Before broaching the main topic of discussion for today, I feel the need to express my support for the US Soccer Team. The draw with Italy was gritty and showed that they had heart. Something I had seriously questioned after the Czech Republic debacle. I just have one question. How does FIFA allow an official who has been previously suspended for officiating inconsistencies to officiate in the World Cup? Especially when that official was ineligible for the previous World Cup due to the aforementioned suspension. One would assume that FIFA would ensure that officiating would not tarnish their flagship event. If I were running the World Cup it would be a top priority. It appears that I am not alone in this due to the strong statements regarding the poor officiating made by the great Beckenbauer in the German media. Congratulations on the draw and for the record, I am now a fan of Italy. Let’s hope they can destroy the Czech Republic and that the US can take care of business against a very strong Ghana side.

Historically, the CG Animation arena has been dominated by Pixar and DreamWorks Animation. DreamWorks produced the most successful animated title of all time in Shrek (Shrek 2 is number 7 on the list of All-time World Box Office Leaders and Shrek is 48). However, DreamWorks has had a few missteps, the most notable of which is Shark Tale. Pixar on the other hand has yet to have a box office blunder. Many attribute the success of Pixar to their cutting edge technology and visually stunning product.
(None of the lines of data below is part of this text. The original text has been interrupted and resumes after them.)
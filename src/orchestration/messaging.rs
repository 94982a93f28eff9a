//! Seams to the world outside the store.
//!
//! Three traits cover everything the control plane assumes about its
//! environment: delivering text into an agent's pane, judging whether a
//! project looks finished, and checking whether a session is alive. The
//! production impls shell out to tmux; tests substitute in-memory doubles.

use std::time::Duration;

use crate::agent::AgentRole;
use crate::core::TaskTarget;
use crate::tmux::Tmux;
use crate::{mlog_debug, mlog_trace, Result};

/// Outcome of a message send. `Timeout` is retryable; the transport made
/// no claim about whether the text arrived.
#[derive(Debug, Clone, Copy, PartialEq, Eq)]
pub enum Delivery {
    Ack,
    Timeout,
}

/// What the completion judgment said about a project.
#[derive(Debug, Clone, Copy, PartialEq, Eq)]
pub enum Verdict {
    Yes,
    No,
    Unknown,
}

/// A verdict with how sure the oracle is about it, 0.0 to 1.0. Callers
/// treat low-confidence answers the same as `Unknown`.
#[derive(Debug, Clone, Copy, PartialEq)]
pub struct Assessment {
    pub verdict: Verdict,
    pub confidence: f64,
}

impl Assessment {
    pub fn new(verdict: Verdict, confidence: f64) -> Self {
        Self {
            verdict,
            confidence: confidence.clamp(0.0, 1.0),
        }
    }

    /// Whether this is a confident YES.
    pub fn is_complete(&self) -> bool {
        self.verdict == Verdict::Yes && self.confidence >= 0.5
    }
}

/// Delivers text into an agent's pane.
pub trait AgentMessenger: Send + Sync {
    /// Send `text` to the agent's window, bounded by `timeout`.
    fn send(
        &self,
        project_id: &str,
        role: AgentRole,
        window: u32,
        text: &str,
        timeout: Duration,
    ) -> Result<Delivery>;
}

/// Judges whether a project's work looks finished. A fallible black box;
/// `Unknown` answers are expected and handled upstream.
pub trait CompletionOracle: Send + Sync {
    fn is_project_complete(&self, project_id: &str, recent_output: &str) -> Result<Assessment>;
}

/// Answers observation questions about agent sessions.
pub trait SessionLiveness: Send + Sync {
    fn is_session_alive(&self, session: &str) -> bool;

    /// Unix timestamp of the last pane activity, if the session exists.
    fn last_activity(&self, session: &str) -> Result<Option<u64>>;

    /// Tail of the session's pane output, for completion judgment.
    fn capture_tail(&self, session: &str, lines: u16) -> Result<String>;
}

// ---------- tmux-backed production impls ----------

/// Sends via `tmux send-keys` into the target session's window.
pub struct TmuxMessenger;

impl AgentMessenger for TmuxMessenger {
    fn send(
        &self,
        project_id: &str,
        role: AgentRole,
        window: u32,
        text: &str,
        timeout: Duration,
    ) -> Result<Delivery> {
        let pane = TaskTarget::new(project_id, role, window).pane();
        mlog_debug!("TmuxMessenger::send pane={} len={}", pane, text.len());
        // A transport failure is retryable from the scheduler's view,
        // whether the server refused the keys or took too long.
        match Tmux::send_keys_enter(&pane, text, timeout) {
            Ok(()) => Ok(Delivery::Ack),
            Err(e) => {
                mlog_trace!("send-keys failed for {}: {}", pane, e);
                Ok(Delivery::Timeout)
            }
        }
    }
}

/// Marker-scanning oracle over captured pane output.
///
/// Looks at the tail of the pane for explicit completion or blocker
/// phrases. Confidence reflects how unambiguous the markers are; absent
/// any marker the verdict is Unknown.
pub struct MarkerOracle;

const COMPLETE_MARKERS: &[&str] = &[
    "all tasks complete",
    "project complete",
    "nothing left to do",
    "all done",
    "work is finished",
];

const ACTIVE_MARKERS: &[&str] = &[
    "in progress",
    "working on",
    "still running",
    "blocked on",
    "waiting for",
    "error:",
    "failed",
];

impl CompletionOracle for MarkerOracle {
    fn is_project_complete(&self, project_id: &str, recent_output: &str) -> Result<Assessment> {
        let lower = recent_output.to_lowercase();
        let complete_hits = COMPLETE_MARKERS
            .iter()
            .filter(|m| lower.contains(*m))
            .count();
        let active_hits = ACTIVE_MARKERS.iter().filter(|m| lower.contains(*m)).count();

        let assessment = if complete_hits > 0 && active_hits == 0 {
            Assessment::new(Verdict::Yes, 0.6 + 0.1 * complete_hits.min(3) as f64)
        } else if active_hits > 0 && complete_hits == 0 {
            Assessment::new(Verdict::No, 0.6 + 0.1 * active_hits.min(3) as f64)
        } else {
            // Nothing, or contradictory markers in the same capture.
            Assessment::new(Verdict::Unknown, 0.0)
        };
        mlog_trace!(
            "MarkerOracle project={} verdict={:?} confidence={:.2}",
            project_id,
            assessment.verdict,
            assessment.confidence
        );
        Ok(assessment)
    }
}

/// Liveness via `tmux has-session` and `#{window_activity}`.
pub struct TmuxSessions;

impl SessionLiveness for TmuxSessions {
    fn is_session_alive(&self, session: &str) -> bool {
        Tmux::session_exists(session)
    }

    fn last_activity(&self, session: &str) -> Result<Option<u64>> {
        if !Tmux::session_exists(session) {
            return Ok(None);
        }
        Tmux::pane_activity(session).map(Some)
    }

    fn capture_tail(&self, session: &str, lines: u16) -> Result<String> {
        Tmux::capture_pane_tail(session, lines)
    }
}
However, I believe that it goes much deeper than that. What made Toy Story memorable? The ground breaking CG? The high profile voices? I would argue that the success of Toy Story was due to the way Woody and Buzz Lightyear came to life. This was due to the quality of the story being told and the excellent character development. Without those elements, Toy Story would just be another Anastasia - visually stunning for its time but ultimately heartless and therefore not memorable.

It was with these high expectations that I went to see the final Pixar offering on opening night. I went in expecting to be stunned visually and sucked in to the story emotionally. However, John Lasseter finally let me down. It appears that Pixar finally fell victim to the X3 trap where studios think that a flawed or weak story can be overcome by star power or special effects. Cars, while visually stunning, completely dropped the ball in the areas of character development and story. Throughout the show I was consistently amazed by what I was seeing yet not once did I feel true emotion. I was never able to identify with any of the shallow and cliché characters. I kept waiting to get “sucked in” and it never happened. I just kept waiting for Michael J. Fox to pop up on screen and demand residuals from Pixar for his Doc Hollywood character. I thought that John Lasseter was bullet proof but it appears that I was mistaken.
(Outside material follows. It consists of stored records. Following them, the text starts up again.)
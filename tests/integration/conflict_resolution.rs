//! The contradictory-report flow end to end: detection, precedence
//! ruling, demotion, and who hears about it.

use marshal::agent::AgentRole;
use marshal::core::{ReportCategory, ReportOutcome, Resolution, StatusReport};

use crate::fixtures::Harness;

fn deployment_report(role: AgentRole, outcome: ReportOutcome) -> StatusReport {
    StatusReport::new(
        "billing",
        role,
        ReportCategory::Deployment,
        outcome,
        Some("api-v2"),
        "deployment status",
    )
}

#[test]
fn deployment_dispute_resolves_for_implementation_role() {
    let h = Harness::new();
    let reports = h.reports();
    let resolver = h.resolver();

    // The operational agent says the deploy went out; the implementation
    // agent says the build it shipped is broken.
    let ops_id = reports
        .record_report(&deployment_report(AgentRole::Ops, ReportOutcome::Success))
        .unwrap();
    reports
        .record_report(&deployment_report(
            AgentRole::Developer,
            ReportOutcome::Failure,
        ))
        .unwrap();

    let opened = resolver.detect_conflicts("billing").unwrap();
    assert_eq!(opened.len(), 1);
    let conflict = &opened[0];
    assert_eq!(conflict.category, ReportCategory::Deployment);

    let resolution = resolver.resolve(conflict.id).unwrap();
    match &resolution {
        Resolution::Precedence {
            winner_role,
            demoted_report_ids,
            ..
        } => {
            assert_eq!(*winner_role, AgentRole::Developer);
            assert_eq!(demoted_report_ids, &vec![ops_id]);
        }
        other => panic!("expected precedence ruling, got {:?}", other),
    }

    // The SUCCESS report no longer stands.
    assert!(!h.store.get_report(ops_id).unwrap().authoritative);

    // The loser hears at HIGH; the hub gets the CRITICAL duplicate.
    let to_ops = h.messenger.sent_to(AgentRole::Ops);
    assert!(
        to_ops.iter().any(|m| m.starts_with("[HIGH]")),
        "{:?}",
        to_ops
    );
    let to_hub = h.messenger.sent_to(AgentRole::Orchestrator);
    assert!(
        to_hub.iter().any(|m| m.starts_with("[CRITICAL]")),
        "{:?}",
        to_hub
    );

    // And the audit log kept every attempt.
    assert!(h.store.recent_notifications(10).unwrap().len() >= 2);
}

#[test]
fn at_most_one_open_conflict_per_project_category() {
    let h = Harness::new();
    let reports = h.reports();
    let resolver = h.resolver();

    reports
        .record_report(&deployment_report(AgentRole::Ops, ReportOutcome::Success))
        .unwrap();
    reports
        .record_report(&deployment_report(
            AgentRole::Developer,
            ReportOutcome::Failure,
        ))
        .unwrap();
    resolver.detect_conflicts("billing").unwrap();

    // A third contradictory voice joins the existing conflict.
    reports
        .record_report(&deployment_report(
            AgentRole::Tester,
            ReportOutcome::Success,
        ))
        .unwrap();
    let opened = resolver.detect_conflicts("billing").unwrap();

    assert_eq!(resolver.open_conflicts().unwrap().len(), 1);
    assert_eq!(opened.len(), 1);
    assert!(opened[0].report_ids.len() >= 3);
}

#[test]
fn resolve_twice_returns_same_ruling_without_new_messages() {
    let h = Harness::new();
    let reports = h.reports();
    let resolver = h.resolver();

    reports
        .record_report(&deployment_report(AgentRole::Ops, ReportOutcome::Success))
        .unwrap();
    reports
        .record_report(&deployment_report(
            AgentRole::Developer,
            ReportOutcome::Failure,
        ))
        .unwrap();
    let conflict = resolver.detect_conflicts("billing").unwrap().remove(0);

    let first = resolver.resolve(conflict.id).unwrap();
    let sends_after_first = h.messenger.sent().len();
    let second = resolver.resolve(conflict.id).unwrap();

    assert_eq!(first, second);
    assert_eq!(h.messenger.sent().len(), sends_after_first);
}

#[test]
fn unknown_precedence_escalates_to_hub() {
    let h = Harness::new();
    let reports = h.reports();
    let resolver = h.resolver();

    for (role, outcome) in [
        (AgentRole::Developer, ReportOutcome::Success),
        (AgentRole::Ops, ReportOutcome::Failure),
    ] {
        reports
            .record_report(&StatusReport::new(
                "billing",
                role,
                ReportCategory::Timeline,
                outcome,
                Some("milestone-3"),
                "timeline status",
            ))
            .unwrap();
    }
    let conflict = resolver.detect_conflicts("billing").unwrap().remove(0);

    let resolution = resolver.resolve(conflict.id).unwrap();
    assert!(matches!(
        resolution,
        Resolution::Escalated {
            to: AgentRole::Orchestrator,
            ..
        }
    ));
    assert!(!h.messenger.sent_to(AgentRole::Orchestrator).is_empty());
}

#[test]
fn conflicts_survive_restart_unresolved() {
    let h = Harness::new();
    let reports = h.reports();
    let resolver = h.resolver();

    reports
        .record_report(&deployment_report(AgentRole::Ops, ReportOutcome::Success))
        .unwrap();
    reports
        .record_report(&deployment_report(
            AgentRole::Developer,
            ReportOutcome::Failure,
        ))
        .unwrap();
    let conflict = resolver.detect_conflicts("billing").unwrap().remove(0);

    let reopened = h.reopen();
    let open = reopened.list_unresolved_conflicts().unwrap();
    assert_eq!(open.len(), 1);
    assert_eq!(open[0].id, conflict.id);
}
So it is with a little trepidation that I await the release of Miami Vice. Michael Mann has yet to disappoint but you never know when you have Colin Farrell in the mix. Hopefully Mann will stay true to his roots and not sacrifice story and character development for explosions and car chases. Hopefully he will follow the JJ Abrams format and produce the next MI3. Hopefully he will suck me in.


Anonymous said...

More from Morgan please...

Fernando said...

I would have to disagree with you, Morgan. I found Cars to be an entertaining and fun movie. I did experience some of the "sucked in" feeling. After all, it was nice to escape the Big Apple for a few moments. While I did not necessarily connect with Owen Wilson, I found Mater to be quite the character. Yes, as I reflect on the story line, it wasn't as strong as it could've been, but nevertheless, it provided some good entertainment. Well, glad to see you're posting on the blog.